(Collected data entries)
_ _ _ _ _

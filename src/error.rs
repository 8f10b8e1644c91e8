//! Error types for document construction and loading.
//!
//! All failures in this crate are synchronous and surfaced to the immediate
//! caller; nothing is retried or recovered locally. Construction either fully
//! succeeds (the root is completely populated) or fails before a [`Node`]
//! is returned.
//!
//! ## Error Categories
//!
//! - **Argument errors**: a declaration hook required an argument that was not
//!   supplied, or a supplied/default value has the wrong kind
//! - **Format errors**: a file path has neither a YAML nor a JSON extension
//! - **Shape errors**: a mapping was required where another value was found
//! - **Parse and I/O errors**: propagated unchanged from the YAML/JSON parsers
//!   and the filesystem
//!
//! [`Node`]: crate::Node

use crate::value::Kind;
use std::path::PathBuf;
use thiserror::Error;

/// Represents all possible errors produced while constructing, loading or
/// merging documents.
#[derive(Debug, Error)]
pub enum Error {
    /// A required constructor argument was not supplied.
    ///
    /// Raised by [`Node::need`](crate::Node::need) from inside a declaration
    /// hook. The message is the hook author's description of what is missing.
    #[error("missing required argument \"{key}\": {msg}")]
    MissingArgument { key: String, msg: String },

    /// A supplied or defaulted argument value has the wrong kind.
    #[error("argument \"{key}\": expected {expected}, found {found}")]
    KindMismatch {
        key: String,
        expected: Kind,
        found: Kind,
    },

    /// A file path has neither a recognized YAML nor JSON extension.
    ///
    /// Detected before the file is read, so no partial state is ever applied.
    #[error("unsupported file format (expected .yaml, .yml or .json): {}", .0.display())]
    UnsupportedFormat(PathBuf),

    /// A mapping was required but another value was found.
    #[error("expected a mapping, found {0}")]
    NotAMapping(Kind),

    /// Filesystem error while reading a document source file.
    #[error("I/O error: {0}")]
    Io(#[from] std::io::Error),

    /// Malformed YAML content, propagated unchanged from the parser.
    #[error("YAML parse error: {0}")]
    Yaml(#[from] serde_yaml::Error),

    /// Malformed JSON content, propagated unchanged from the parser.
    #[error("JSON parse error: {0}")]
    Json(#[from] serde_json::Error),
}

pub type Result<T> = std::result::Result<T, Error>;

_ _ _ _ _

[What this task involves]: Beginning at the first line above, repeat exactly until the line containing "use thiserror::Error;", which is included.

[Exercise result]:
filename src/error.rs
repository 8f10b8e1644c91e8
//! Error types for document construction and loading.
//!
//! All failures in this crate are synchronous and surfaced to the immediate
//! caller; nothing is retried or recovered locally. Construction either fully
//! succeeds (the root is completely populated) or fails before a [`Node`]
//! is returned.
//!
//! ## Error Categories
//!
//! - **Argument errors**: a declaration hook required an argument that was not
//!   supplied, or a supplied/default value has the wrong kind
//! - **Format errors**: a file path has neither a YAML nor a JSON extension
//! - **Shape errors**: a mapping was required where another value was found
//! - **Parse and I/O errors**: propagated unchanged from the YAML/JSON parsers
//!   and the filesystem
//!
//! [`Node`]: crate::Node

use crate::value::Kind;
use std::path::PathBuf;
use thiserror::Error;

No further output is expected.